Miller cracks up laughing, and something inside me breaks. What it is, I don’t know, but it’s like charging the field at the beginning of a game. It’s a touchdown in the last minute. It’s putting that championship ring on for the first time. It’s … everything.
“Shane,” I say, my voice coarse.
His eyes flick to mine through the small screen, and his laughter dies.
My confession is a whisper. “I chickened out.”
Miller’s brow furrows. “Chickened out of what?”
“This. FaceTiming you.”
Miller looks like he’s trying to decide to mock me or let me off the hook. I beat him to talking so he can do neither.
“I’ve wanted to. You have no idea how much.”
His expression softens. “I think I have a fair idea. I wasn’t calling you on your bluff or taunting you.” He lowers his voice and whispers, “I wanted it. I want this.”

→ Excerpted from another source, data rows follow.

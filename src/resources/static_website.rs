use serde_json::Value;
use tracing::{debug, info, warn};

use super::*;
use crate::config::{SiteConfig, Variant, VariantSettings};
use crate::error::RenderError;

/// logical ids of the resources shared by both distributions.
struct Shared {
    certificate: String,
    function: String,
    origin_request_policy: String,
    response_headers_policy: String,
    bucket: String,
}

/// a higher level construct for hosting a static website: one private bucket,
/// a production distribution serving `domain_name` and a development distribution
/// serving the additional names, both behind the same certificate and both
/// running the viewer request function.
pub fn hosting_template(config: &SiteConfig) -> Result<Template, RenderError> {
    let project = &config.project_name;
    let hosting = &config.hosting;
    let id = |suffix: &str| logical_id(&format!("{project}-{suffix}"));
    let mut template = Template {
        description: format!("Static website hosting for {} ({project})", hosting.domain_name),
        ..Default::default()
    };

    let shared = Shared {
        certificate: id("certificate"),
        function: id("cf-fn-viewer-request"),
        origin_request_policy: id("origin-request"),
        response_headers_policy: id("response-headers-policy"),
        bucket: id("origin-bucket"),
    };

    let cert = Certificate::dns_validated(&hosting.domain_name, &hosting.additional_names, &hosting.hosted_zone_id);
    template.add(&shared.certificate, &cert)?;

    template.add(&shared.function, &CloudFrontFunction::viewer_request(project))?;

    // the header forwarded here is expected to be set by the viewer request function
    let origin_request_policy = OriginRequestPolicy::forwarding_headers(
        &format!("{project}-origin-request"),
        format!("{project} origin request policy"),
        &hosting.forwarded_headers,
    );
    template.add(&shared.origin_request_policy, &origin_request_policy)?;

    let response_headers_policy = ResponseHeadersPolicy::security_headers(&format!("{project}-response-headers-policy"));
    template.add(&shared.response_headers_policy, &response_headers_policy)?;

    let variants: Vec<VariantSettings> = Variant::ALL
        .into_iter()
        .map(|v| config.variant(v))
        .filter(|settings| {
            if settings.aliases.is_empty() {
                warn!(variant = settings.variant.as_str(), "no names configured, skipping distribution");
                return false;
            }
            true
        })
        .collect();

    let mut identities = vec![];
    for settings in &variants {
        let identity_id = id(&format!("origin-access-identity-{}", settings.variant.as_str()));
        let identity = OriginAccessIdentity::new(format!("{} {} access Identity", hosting.domain_name, settings.variant.as_str()));
        template.add(&identity_id, &identity)?;
        identities.push(identity_id);
    }

    template.add_with_policy(&shared.bucket, &Bucket::origin(&config.origin_bucket_name()), Some(RemovalPolicy::Retain))?;
    template.add(&id("origin-bucket-policy"), &BucketPolicy::grant_read(&shared.bucket, &identities))?;

    for (settings, identity_id) in variants.iter().zip(&identities) {
        let distribution_id = id(&format!("distribution-{}", settings.variant.as_str()));
        let distribution = distribution(config, settings, &shared, identity_id);
        template.add(&distribution_id, &distribution)?;
        debug!(logical_id = %distribution_id, aliases = ?settings.aliases, enabled = settings.enabled, "added distribution");

        match settings.variant {
            Variant::Prod => {
                for record_type in [RecordType::A, RecordType::Aaaa] {
                    let record = RecordSet::cloudfront_alias(&hosting.hosted_zone_id, &hosting.domain_name, record_type, &distribution_id);
                    template.add(&id(&format!("record-{}", record_type.as_str())), &record)?;
                }
            }
            Variant::Dev => {
                for name in &settings.aliases {
                    let suffix = additional_record_suffix(name, &hosting.domain_name);
                    let record = RecordSet::cloudfront_alias(&hosting.hosted_zone_id, name, RecordType::A, &distribution_id);
                    template.add(&id(&format!("record-a-{suffix}")), &record)?;
                }
            }
        }

        template.add_output(
            &format!("{}-domain-name", settings.variant.as_str()),
            format!("{} distribution domain name", settings.variant.as_str()),
            get_att(&distribution_id, "DomainName"),
        );
        template.add_output(
            &format!("{}-distribution-id", settings.variant.as_str()),
            format!("{} distribution id", settings.variant.as_str()),
            get_ref(&distribution_id),
        );
    }

    template.add_output("origin-bucket-name", "origin bucket name", get_ref(&shared.bucket));
    template.add_output("certificate-arn", "certificate ARN", get_ref(&shared.certificate));

    info!(resources = template.resources.len(), stack = %config.stack_name(), "rendered hosting template");
    Ok(template)
}

fn distribution(config: &SiteConfig, settings: &VariantSettings, shared: &Shared, identity_id: &str) -> Distribution {
    let origin_id = "origin0";
    let origin = Origin {
        id: origin_id.to_string(),
        domain_name: bucket_regional_domain_name(&shared.bucket),
        origin_path: normalize_origin_path(&settings.origin_path),
        s3_origin_config: Some(S3OriginConfig {
            origin_access_identity: join(
                "",
                vec![Value::String("origin-access-identity/cloudfront/".to_string()), get_ref(identity_id)],
            ),
        }),
        origin_shield: Some(OriginShield {
            enabled: true,
            origin_shield_region: config.origin_bucket_region(),
        }),
    };
    Distribution {
        distribution_config: DistributionConfig {
            comment: format!("{}-distribution-{}", config.project_name, settings.variant.as_str()),
            enabled: settings.enabled,
            http_version: HttpVersion::Http2And3,
            ipv6_enabled: settings.ipv6,
            price_class: PriceClass::PriceClassAll,
            aliases: settings.aliases.clone(),
            viewer_certificate: Some(ViewerCertificate::sni(get_ref(&shared.certificate))),
            custom_error_responses: vec![CustomErrorResponse { error_code: 400, error_caching_min_ttl: 0 }],
            default_cache_behavior: DefaultCacheBehavior {
                target_origin_id: origin_id.to_string(),
                viewer_protocol_policy: ViewerProtocolPolicy::RedirectToHttps,
                allowed_methods: ALLOW_GET_HEAD_OPTIONS.iter().map(|m| m.to_string()).collect(),
                cached_methods: CACHE_GET_HEAD.iter().map(|m| m.to_string()).collect(),
                cache_policy_id: CACHING_OPTIMIZED_POLICY_ID.to_string(),
                origin_request_policy_id: Some(get_ref(&shared.origin_request_policy)),
                response_headers_policy_id: Some(get_ref(&shared.response_headers_policy)),
                compress: true,
                function_associations: vec![FunctionAssociation {
                    event_type: FunctionEventType::ViewerRequest,
                    function_arn: get_att(&shared.function, "FunctionARN"),
                }],
            },
            origins: vec![origin],
        },
    }
}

Miller’s gaze burns so hot I expect my phone to overheat. How I’ve never seen him this way before now is confusing, but not really when I dissect it.
I uprooted my whole life for him. Moved to Chicago to be near him. All because I missed what I had with him, which, up until recently, I thought was just a solid friendship.
Friends don’t give up what I did just so they can see their college buddy again. That’s illogical. That doesn’t stop me from trying to make sense of it. And to make sense of it, I need to do something I’ve been putting off.
For fear of rejection, fear of discovering some unknown truth that’s always been a part of me, I don’t know. But I do know Miller doesn’t scare me. Doing this with Miller doesn’t scare me.
“Take your shirt off,” I rasp.
“Talon—”
“Take. Your. Shirt. Off.”
Miller’s lips quirk, but he does as I say. His voice is muffled by his shirt going over his head as he says, “You know, using that voice for anything but football may backfire.”